When three cards are drawn from a standard 52-deck, What is the Probability they are all the same rank? (For example, all three are kings).

Answer 1

Hint: In order to answer this question, we must first understand the layout of a 52-card deck. The deck is divided into four suits, each with 13 cards. Hearts, diamonds, spades, and clubs are the four suits. A(ace), 2 to 10 cards and 3 face cards (Queen, King, and Jack) make up the 13-card deck. A is called an ace card. We have to find the probability that they all are the same rank, which means all three are kings in the given problem.

Complete step by step solution:
Probability of the event can be found out using the following formula: -
\[P=\dfrac{\text{Number}\,\text{of}\,\text{favorable}\,\,\text{outcomes}}{\text{Total number}\,\text{of}\,\text{outcomes}}\]
Favorable outcomes mean the outcomes specifically whose probability is being asked while the total number of outcomes is the ones which cover all the possibilities.
Total number of outcomes \[{{=}^{52}}{{C}_{3}}\] because we are drawn only three cards from the 52 deck that means \[^{52}{{C}_{3}}\] hence, this will be the Total number of favorable cards that is\[^{52}{{C}_{3}}\].
Now we will find a favorable number of outcomes for this. We have to find out the total number of ace cards in the total deck of cards.

From the above flow diagram, we come to the conclusion that we have to draw three cards from 4 suits.

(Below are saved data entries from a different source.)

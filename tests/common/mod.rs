#![allow(dead_code)]

use std::collections::{HashMap, HashSet};
use std::sync::atomic::{AtomicUsize, Ordering};
use std::sync::Arc;
use std::time::Duration;
use url::Url;

use sitepulse::config::{AssessorConfig, PipelineTuning, ProbeMode};
use sitepulse::error::ProviderError;
use sitepulse::provider::{
    BrowserProfile, DeviceProfile, DocumentFacts, HeadOutcome, NavigationTimings,
    PageMetricsProvider, PageSnapshot, ResourceStats,
};

/// In-memory provider with scripted latency and failures. Counts every call
/// and every page it currently holds open.
pub struct ScriptedProvider {
    pub head_calls: AtomicUsize,
    pub navigate_calls: AtomicUsize,
    pub open_pages: Arc<AtomicUsize>,
    latency: Duration,
    fail_every: Option<usize>,
    unavailable: bool,
    document: DocumentFacts,
    head_status: HashMap<String, u16>,
    head_failures: HashSet<String>,
}

struct OpenPage(Arc<AtomicUsize>);

impl OpenPage {
    fn open(counter: &Arc<AtomicUsize>) -> Self {
        counter.fetch_add(1, Ordering::SeqCst);
        OpenPage(counter.clone())
    }
}

impl Drop for OpenPage {
    fn drop(&mut self) {
        self.0.fetch_sub(1, Ordering::SeqCst);
    }
}

impl ScriptedProvider {
    pub fn new() -> Self {
        Self {
            head_calls: AtomicUsize::new(0),
            navigate_calls: AtomicUsize::new(0),
            open_pages: Arc::new(AtomicUsize::new(0)),
            latency: Duration::from_millis(5),
            fail_every: None,
            unavailable: false,
            document: DocumentFacts {
                has_lang: true,
                has_title: true,
                ..Default::default()
            },
            head_status: HashMap::new(),
            head_failures: HashSet::new(),
        }
    }

    pub fn with_latency(mut self, latency: Duration) -> Self {
        self.latency = latency;
        self
    }

    /// Every `n`th navigation fails.
    pub fn failing_every(mut self, n: usize) -> Self {
        self.fail_every = Some(n);
        self
    }

    pub fn unavailable(mut self) -> Self {
        self.unavailable = true;
        self
    }

    pub fn with_document(mut self, document: DocumentFacts) -> Self {
        self.document = document;
        self
    }

    pub fn with_head_status(mut self, url: &str, status: u16) -> Self {
        self.head_status.insert(url.to_string(), status);
        self
    }

    /// HEAD requests for `url` fail with a connection error.
    pub fn failing_head(mut self, url: &str) -> Self {
        self.head_failures.insert(url.to_string());
        self
    }

    pub fn head_calls(&self) -> usize {
        self.head_calls.load(Ordering::SeqCst)
    }

    pub fn navigate_calls(&self) -> usize {
        self.navigate_calls.load(Ordering::SeqCst)
    }

    pub fn open_pages(&self) -> usize {
        self.open_pages.load(Ordering::SeqCst)
    }
}

impl PageMetricsProvider for ScriptedProvider {
    fn name(&self) -> &'static str {
        "scripted"
    }

    async fn initialize(&self) -> Result<(), ProviderError> {
        if self.unavailable {
            return Err(ProviderError::Unavailable("no browser installed".to_string()));
        }
        Ok(())
    }

    async fn head(
        &self,
        url: &Url,
        _browser: BrowserProfile,
        _timeout: Duration,
    ) -> Result<HeadOutcome, ProviderError> {
        self.head_calls.fetch_add(1, Ordering::SeqCst);
        tokio::time::sleep(self.latency).await;
        if self.head_failures.contains(url.as_str()) {
            return Err(ProviderError::Navigation("connection refused".to_string()));
        }
        Ok(HeadOutcome {
            status: self.head_status.get(url.as_str()).copied().unwrap_or(200),
            elapsed: self.latency,
        })
    }

    async fn navigate(
        &self,
        _url: &Url,
        device: DeviceProfile,
        _timeout: Duration,
    ) -> Result<PageSnapshot, ProviderError> {
        if self.unavailable {
            return Err(ProviderError::Unavailable("no browser installed".to_string()));
        }
        let n = self.navigate_calls.fetch_add(1, Ordering::SeqCst) + 1;
        let _page = OpenPage::open(&self.open_pages);
        tokio::time::sleep(self.latency).await;

        if matches!(self.fail_every, Some(every) if n % every == 0) {
            return Err(ProviderError::Navigation("connection reset".to_string()));
        }

        let mut document = self.document.clone();
        document.viewport_width = Some(device.viewport_width());
        Ok(PageSnapshot {
            status: 200,
            elapsed: self.latency,
            timings: NavigationTimings {
                ttfb_ms: Some(20.0),
                first_contentful_paint_ms: Some(300.0),
                dom_complete_ms: Some(700.0),
                ..Default::default()
            },
            resources: ResourceStats {
                count: 12,
                total_transfer_bytes: 48_000,
                slowest_ms: 90.0,
            },
            web_vitals: None,
            document: Some(document),
        })
    }
}

pub fn fast_tuning() -> PipelineTuning {
    PipelineTuning {
        head_timeout: Duration::from_secs(1),
        navigation_timeout: Duration::from_secs(2),
        connect_timeout: Duration::from_millis(200),
        batch_pause: Duration::from_millis(10),
        update_delay: Duration::from_millis(1),
    }
}

pub fn test_config(mode: ProbeMode) -> AssessorConfig {
    AssessorConfig {
        probe_mode: mode,
        tuning: fast_tuning(),
        ..AssessorConfig::default()
    }
}
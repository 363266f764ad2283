use chrono::{DateTime, Utc};
use serde::Serialize;
use tokio::sync::watch;

use super::request::TestConfig;
use crate::error::AssessError;
use crate::events::{Emitter, Event, Metrics};
use crate::provider::{PageSnapshot, WebVitals};
use crate::scoring::Report;
use crate::stages::{StageKind, StageStatus};
use crate::target::TargetUrl;

/// Externally observable state of a run, published on every progress change.
#[derive(Debug, Clone, Serialize)]
pub struct RunStatus {
    pub id: String,
    pub url: String,
    pub progress: u8,
    pub status: String,
    pub stage: Option<StageKind>,
    pub started_at: DateTime<Utc>,
    pub finished: bool,
}

#[derive(Debug, Clone, Serialize)]
pub struct StageSlot {
    pub kind: StageKind,
    pub weight: u8,
    pub status: StageStatus,
}

/// Page-level figures picked up from the first successful full navigation.
#[derive(Debug, Clone, Default, PartialEq)]
pub struct PageProfile {
    pub speed_index_ms: Option<f64>,
    pub page_requests: Option<u32>,
    pub web_vitals: Option<WebVitals>,
}

/// Everything one run owns: progress, the accumulated metrics snapshot,
/// stage bookkeeping and the sending half of its event stream. Never shared
/// between runs.
pub struct RunContext {
    id: String,
    target: TargetUrl,
    config: TestConfig,
    progress: u8,
    status: String,
    metrics: Metrics,
    stages: Vec<StageSlot>,
    current: Option<usize>,
    base: u8,
    page: PageProfile,
    emitter: Emitter,
    status_tx: watch::Sender<RunStatus>,
}

impl RunContext {
    pub fn new(
        id: String,
        target: TargetUrl,
        config: TestConfig,
        plan: &[(StageKind, u8)],
        emitter: Emitter,
    ) -> (Self, watch::Receiver<RunStatus>) {
        let status = "Queued".to_string();
        let (status_tx, status_rx) = watch::channel(RunStatus {
            id: id.clone(),
            url: target.to_string(),
            progress: 0,
            status: status.clone(),
            stage: None,
            started_at: Utc::now(),
            finished: false,
        });

        let stages = plan
            .iter()
            .map(|(kind, weight)| StageSlot {
                kind: *kind,
                weight: *weight,
                status: StageStatus::Pending,
            })
            .collect();

        let ctx = Self {
            id,
            target,
            config,
            progress: 0,
            status,
            metrics: Metrics::new(),
            stages,
            current: None,
            base: 0,
            page: PageProfile::default(),
            emitter,
            status_tx,
        };
        (ctx, status_rx)
    }

    pub fn id(&self) -> &str {
        &self.id
    }

    pub fn target(&self) -> &TargetUrl {
        &self.target
    }

    pub fn config(&self) -> &TestConfig {
        &self.config
    }

    pub fn progress(&self) -> u8 {
        self.progress
    }

    pub fn status(&self) -> &str {
        &self.status
    }

    pub fn metrics(&self) -> &Metrics {
        &self.metrics
    }

    pub fn stages(&self) -> &[StageSlot] {
        &self.stages
    }

    pub fn page_profile(&self) -> &PageProfile {
        &self.page
    }

    pub fn emitter(&self) -> &Emitter {
        &self.emitter
    }

    /// Mark the stage running and announce it at the current percentage.
    pub async fn begin_stage(&mut self, kind: StageKind) -> Result<(), AssessError> {
        let idx = self
            .stages
            .iter()
            .position(|s| s.kind == kind)
            .ok_or_else(|| AssessError::Other(format!("stage {:?} is not planned", kind)))?;
        self.stages[idx].status = StageStatus::Running;
        self.current = Some(idx);

        let status = format!("Running {} check...", kind.label());
        self.emit_progress(self.base, status, Metrics::new()).await
    }

    /// Intermediate progress within the running stage. `fraction` is the
    /// share of the stage done; the percentage never exceeds the stage's
    /// upper bound and never regresses.
    pub async fn report(
        &mut self,
        fraction: f64,
        status: impl Into<String>,
        delta: Metrics,
    ) -> Result<(), AssessError> {
        let weight = self.current.map(|i| self.stages[i].weight).unwrap_or(0);
        let fraction = if fraction.is_finite() {
            fraction.clamp(0.0, 1.0)
        } else {
            0.0
        };
        let within = (weight as f64 * fraction).floor() as u8;
        let percent = (self.base + within.min(weight)).min(100);
        self.emit_progress(percent, status.into(), delta).await
    }

    /// Partial metric update without a progress change.
    pub async fn publish(&mut self, delta: Metrics) -> Result<(), AssessError> {
        self.merge(&delta);
        self.emitter.send(Event::Metrics { metrics: delta }).await
    }

    /// Close the running stage: its full weight is credited and the
    /// completion metrics are published with the new cumulative percentage.
    pub async fn complete_stage(&mut self, delta: Metrics) -> Result<(), AssessError> {
        let Some(idx) = self.current.take() else {
            return Ok(());
        };
        let slot = &mut self.stages[idx];
        slot.status = StageStatus::Completed;
        let kind = slot.kind;
        self.base = (self.base + slot.weight).min(100);
        if self.stages.iter().all(|s| s.status == StageStatus::Completed) {
            self.base = 100;
        }

        let status = format!("Completed {} check", kind.label());
        self.emit_progress(self.base, status, delta).await
    }

    pub fn fail_stage(&mut self) {
        if let Some(idx) = self.current.take() {
            self.stages[idx].status = StageStatus::Failed;
        }
    }

    /// Remember page-level figures from a full navigation; first one wins.
    pub fn observe_snapshot(&mut self, snapshot: &PageSnapshot) {
        if !snapshot.is_success() {
            return;
        }
        if self.page.speed_index_ms.is_none() {
            self.page.speed_index_ms = snapshot.speed_index_ms();
        }
        if self.page.page_requests.is_none() && snapshot.resources.count > 0 {
            self.page.page_requests = Some(snapshot.resources.count);
        }
        if self.page.web_vitals.is_none() {
            self.page.web_vitals = snapshot.web_vitals.clone();
        }
    }

    /// Emit the terminal report.
    pub async fn finish(&mut self, report: Report) -> Result<(), AssessError> {
        self.progress = 100;
        self.status = "Assessment complete".to_string();
        self.publish_status(true);
        self.emitter
            .send(Event::Final {
                progress: 100,
                status: self.status.clone(),
                results: Box::new(report),
            })
            .await
    }

    /// Emit the terminal failure.
    pub async fn fail(&mut self, err: &AssessError) {
        self.status = format!("Failed: {}", err);
        self.publish_status(true);
        let _ = self.emitter.send(Event::failure(err)).await;
    }

    /// Record the run as aborted without emitting anything.
    pub fn abort(&mut self, reason: &str) {
        self.fail_stage();
        self.status = format!("Aborted: {}", reason);
        self.publish_status(true);
    }

    async fn emit_progress(
        &mut self,
        percent: u8,
        status: String,
        delta: Metrics,
    ) -> Result<(), AssessError> {
        self.progress = self.progress.max(percent);
        self.status = status;
        self.merge(&delta);
        self.publish_status(false);
        self.emitter
            .send(Event::Progress {
                progress: self.progress,
                status: self.status.clone(),
                metrics: delta,
            })
            .await
    }

    fn merge(&mut self, delta: &Metrics) {
        for (k, v) in delta {
            self.metrics.insert(k.clone(), v.clone());
        }
    }

    fn publish_status(&self, finished: bool) {
        let stage = self.current.map(|i| self.stages[i].kind);
        self.status_tx.send_modify(|s| {
            s.progress = self.progress;
            s.status = self.status.clone();
            s.stage = stage;
            s.finished = finished;
        });
    }
}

That means one card (For example king) is taken from 13 numbers.
Therefore, the favorable outcomes are \[{{=}^{4}}{{C}_{3}}\times 13\].
Total number of outcomes \[{{=}^{52}}{{C}_{3}}\].
Formula for probability is given by
\[P=\dfrac{\text{Number}\,\text{of}\,\text{favorable}\,\,\text{outcomes}}{\text{Total number}\,\text{of}\,\text{outcomes}}\]
By substituting these values in the formula of probability we get:
\[P=\dfrac{^{4}{{C}_{3}}\times 13}{^{52}{{C}_{3}}}\]
By using the concept of combination and applying the formula of \[^{n}{{C}_{r}}=\dfrac{n!}{r!(n-r)!}\]
\[\text{P}=\dfrac{\dfrac{4!}{3!(4-3)!}\times 13}{\dfrac{52!}{3!(52-3)!}}\]
By simplifying this we get:
\[\text{P}=\dfrac{\dfrac{4!}{3!(1)!}\times 13}{\dfrac{52!}{3!(49)!}}\]
By Further solving this above equation we get:
\[\text{P}=\dfrac{\dfrac{4\times 3!}{3!(1)!}\times 13}{\dfrac{52\times 51\times 50\times 49!}{3!(49)!}}\]
As we can see that all the factorials will cancel out then we get:
\[\text{P}=\dfrac{4\times 13\times 3\times 2\times 1}{52\times 51\times 50}\]
Therefore, by reducing this fraction we get:
\[\text{P}=\dfrac{1}{425}\]
Therefore, the probability that they are all the same rank will be \[\dfrac{1}{425}\].

Note: The maximum chance of an event occurring is one, students should be cautious when calculating and rechecking whether the answer is larger than one or not; if it is, a mistake has occurred. Also, the full arrangement of the deck of cards must be memorized so that any probability can be simply determined. To answer the direct probability questions of this type, the flow chart described in the solution will be sufficient.